The response must reproduce every record below without alteration.

Stored data

----

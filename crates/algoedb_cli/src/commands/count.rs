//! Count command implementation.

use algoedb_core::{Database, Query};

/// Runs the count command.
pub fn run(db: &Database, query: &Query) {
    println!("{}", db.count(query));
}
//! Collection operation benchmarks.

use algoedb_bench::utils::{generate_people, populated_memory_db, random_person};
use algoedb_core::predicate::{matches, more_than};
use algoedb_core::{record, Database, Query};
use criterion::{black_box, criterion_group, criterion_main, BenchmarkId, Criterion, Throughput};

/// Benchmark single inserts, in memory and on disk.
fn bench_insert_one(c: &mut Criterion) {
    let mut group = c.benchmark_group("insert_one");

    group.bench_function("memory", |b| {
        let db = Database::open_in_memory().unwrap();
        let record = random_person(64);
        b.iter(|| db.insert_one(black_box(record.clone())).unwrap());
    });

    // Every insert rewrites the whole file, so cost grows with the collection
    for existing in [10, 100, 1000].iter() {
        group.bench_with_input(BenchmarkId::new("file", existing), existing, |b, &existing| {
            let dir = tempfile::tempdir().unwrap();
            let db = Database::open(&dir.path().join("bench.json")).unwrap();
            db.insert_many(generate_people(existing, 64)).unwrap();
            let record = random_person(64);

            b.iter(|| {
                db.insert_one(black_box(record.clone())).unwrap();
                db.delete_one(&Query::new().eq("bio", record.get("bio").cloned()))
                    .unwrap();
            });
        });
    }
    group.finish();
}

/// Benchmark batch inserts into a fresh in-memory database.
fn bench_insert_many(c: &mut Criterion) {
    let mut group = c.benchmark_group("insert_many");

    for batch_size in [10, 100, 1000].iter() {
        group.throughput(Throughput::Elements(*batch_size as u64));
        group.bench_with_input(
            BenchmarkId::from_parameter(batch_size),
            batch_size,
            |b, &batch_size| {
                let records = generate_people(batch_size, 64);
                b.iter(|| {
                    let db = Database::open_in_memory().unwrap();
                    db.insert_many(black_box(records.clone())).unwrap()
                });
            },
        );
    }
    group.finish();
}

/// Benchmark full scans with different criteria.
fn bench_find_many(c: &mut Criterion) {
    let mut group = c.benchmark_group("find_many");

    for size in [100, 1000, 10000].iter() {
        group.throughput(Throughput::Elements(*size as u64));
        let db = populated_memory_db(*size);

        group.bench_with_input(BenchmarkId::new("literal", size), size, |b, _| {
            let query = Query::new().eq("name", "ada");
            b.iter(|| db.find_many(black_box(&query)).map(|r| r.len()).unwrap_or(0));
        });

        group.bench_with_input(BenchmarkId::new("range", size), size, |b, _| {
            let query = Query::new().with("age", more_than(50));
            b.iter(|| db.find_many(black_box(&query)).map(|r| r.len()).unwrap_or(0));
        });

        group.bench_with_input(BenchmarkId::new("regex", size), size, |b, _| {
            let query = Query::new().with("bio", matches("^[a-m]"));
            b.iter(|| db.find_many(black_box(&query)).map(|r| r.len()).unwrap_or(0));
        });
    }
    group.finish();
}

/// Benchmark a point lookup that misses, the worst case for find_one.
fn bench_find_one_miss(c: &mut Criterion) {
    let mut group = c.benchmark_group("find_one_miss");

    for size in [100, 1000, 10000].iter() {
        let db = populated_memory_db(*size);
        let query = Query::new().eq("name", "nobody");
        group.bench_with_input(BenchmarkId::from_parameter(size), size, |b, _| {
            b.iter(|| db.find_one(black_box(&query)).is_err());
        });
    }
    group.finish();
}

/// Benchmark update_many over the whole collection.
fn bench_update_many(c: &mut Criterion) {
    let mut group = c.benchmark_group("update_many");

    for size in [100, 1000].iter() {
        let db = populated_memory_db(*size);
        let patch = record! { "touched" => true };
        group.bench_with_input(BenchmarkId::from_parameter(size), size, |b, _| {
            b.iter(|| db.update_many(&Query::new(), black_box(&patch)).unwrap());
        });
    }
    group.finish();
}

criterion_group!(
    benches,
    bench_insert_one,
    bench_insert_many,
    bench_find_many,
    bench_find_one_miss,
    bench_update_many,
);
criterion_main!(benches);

----

→ Answer to the exercise
filename crates/algoedb_cli/src/commands/count.rs
//! Count command implementation.

use algoedb_core::{Database, Query};

/// Runs the count command.
pub fn run(db: &Database, query: &Query) {
    println!("{}", db.count(query));
}
//! Collection operation benchmarks.

use algoedb_bench::utils::{generate_people, populated_memory_db, random_person};
use algoedb_core::predicate::{matches, more_than};
use algoedb_core::{record, Database, Query};
use criterion::{black_box, criterion_group, criterion_main, BenchmarkId, Criterion, Throughput};

/// Benchmark single inserts, in memory and on disk.
fn bench_insert_one(c: &mut Criterion) {
    let mut group = c.benchmark_group("insert_one");

    group.bench_function("memory", |b| {
        let db = Database::open_in_memory().unwrap();
        let record = random_person(64);
        b.iter(|| db.insert_one(black_box(record.clone())).unwrap());
    });

    // Every insert rewrites the whole file, so cost grows with the collection
    for existing in [10, 100, 1000].iter() {
        group.bench_with_input(BenchmarkId::new("file", existing), existing, |b, &existing| {
            let dir = tempfile::tempdir().unwrap();
            let db = Database::open(&dir.path().join("bench.json")).unwrap();
            db.insert_many(generate_people(existing, 64)).unwrap();
            let record = random_person(64);

            b.iter(|| {
                db.insert_one(black_box(record.clone())).unwrap();
                db.delete_one(&Query::new().eq("bio", record.get("bio").cloned()))
                    .unwrap();
            });
        });
    }
    group.finish();
}

/// Benchmark batch inserts into a fresh in-memory database.
fn bench_insert_many(c: &mut Criterion) {
    let mut group = c.benchmark_group("insert_many");

    for batch_size in [10, 100, 1000].iter() {
        group.throughput(Throughput::Elements(*batch_size as u64));
        group.bench_with_input(
            BenchmarkId::from_parameter(batch_size),
            batch_size,
            |b, &batch_size| {
                let records = generate_people(batch_size, 64);
                b.iter(|| {
                    let db = Database::open_in_memory().unwrap();
                    db.insert_many(black_box(records.clone())).unwrap()
                });
            },
        );
    }
    group.finish();
}

/// Benchmark full scans with different criteria.
fn bench_find_many(c: &mut Criterion) {
    let mut group = c.benchmark_group("find_many");

    for size in [100, 1000, 10000].iter() {
        group.throughput(Throughput::Elements(*size as u64));
        let db = populated_memory_db(*size);

        group.bench_with_input(BenchmarkId::new("literal", size), size, |b, _| {
            let query = Query::new().eq("name", "ada");
            b.iter(|| db.find_many(black_box(&query)).map(|r| r.len()).unwrap_or(0));
        });

        group.bench_with_input(BenchmarkId::new("range", size), size, |b, _| {
            let query = Query::new().with("age", more_than(50));
            b.iter(|| db.find_many(black_box(&query)).map(|r| r.len()).unwrap_or(0));
        });

        group.bench_with_input(BenchmarkId::new("regex", size), size, |b, _| {
            let query = Query::new().with("bio", matches("^[a-m]"));
            b.iter(|| db.find_many(black_box(&query)).map(|r| r.len()).unwrap_or(0));
        });
    }
    group.finish();
}

/// Benchmark a point lookup that misses, the worst case for find_one.
fn bench_find_one_miss(c: &mut Criterion) {
    let mut group = c.benchmark_group("find_one_miss");

    for size in [100, 1000, 10000].iter() {
        let db = populated_memory_db(*size);
        let query = Query::new().eq("name", "nobody");
        group.bench_with_input(BenchmarkId::from_parameter(size), size, |b, _| {
            b.iter(|| db.find_one(black_box(&query)).is_err());
        });
    }
    group.finish();
}

/// Benchmark update_many over the whole collection.
fn bench_update_many(c: &mut Criterion) {
    let mut group = c.benchmark_group("update_many");

    for size in [100, 1000].iter() {
        let db = populated_memory_db(*size);
        let patch = record! { "touched" => true };
        group.bench_with_input(BenchmarkId::from_parameter(size), size, |b, _| {
            b.iter(|| db.update_many(&Query::new(), black_box(&patch)).unwrap());
        });
    }
    group.finish();
}

criterion_group!(
    benches,
    bench_insert_one,
    bench_insert_many,
    bench_find_many,
    bench_find_one_miss,
    bench_update_many,
);
criterion_main!(benches);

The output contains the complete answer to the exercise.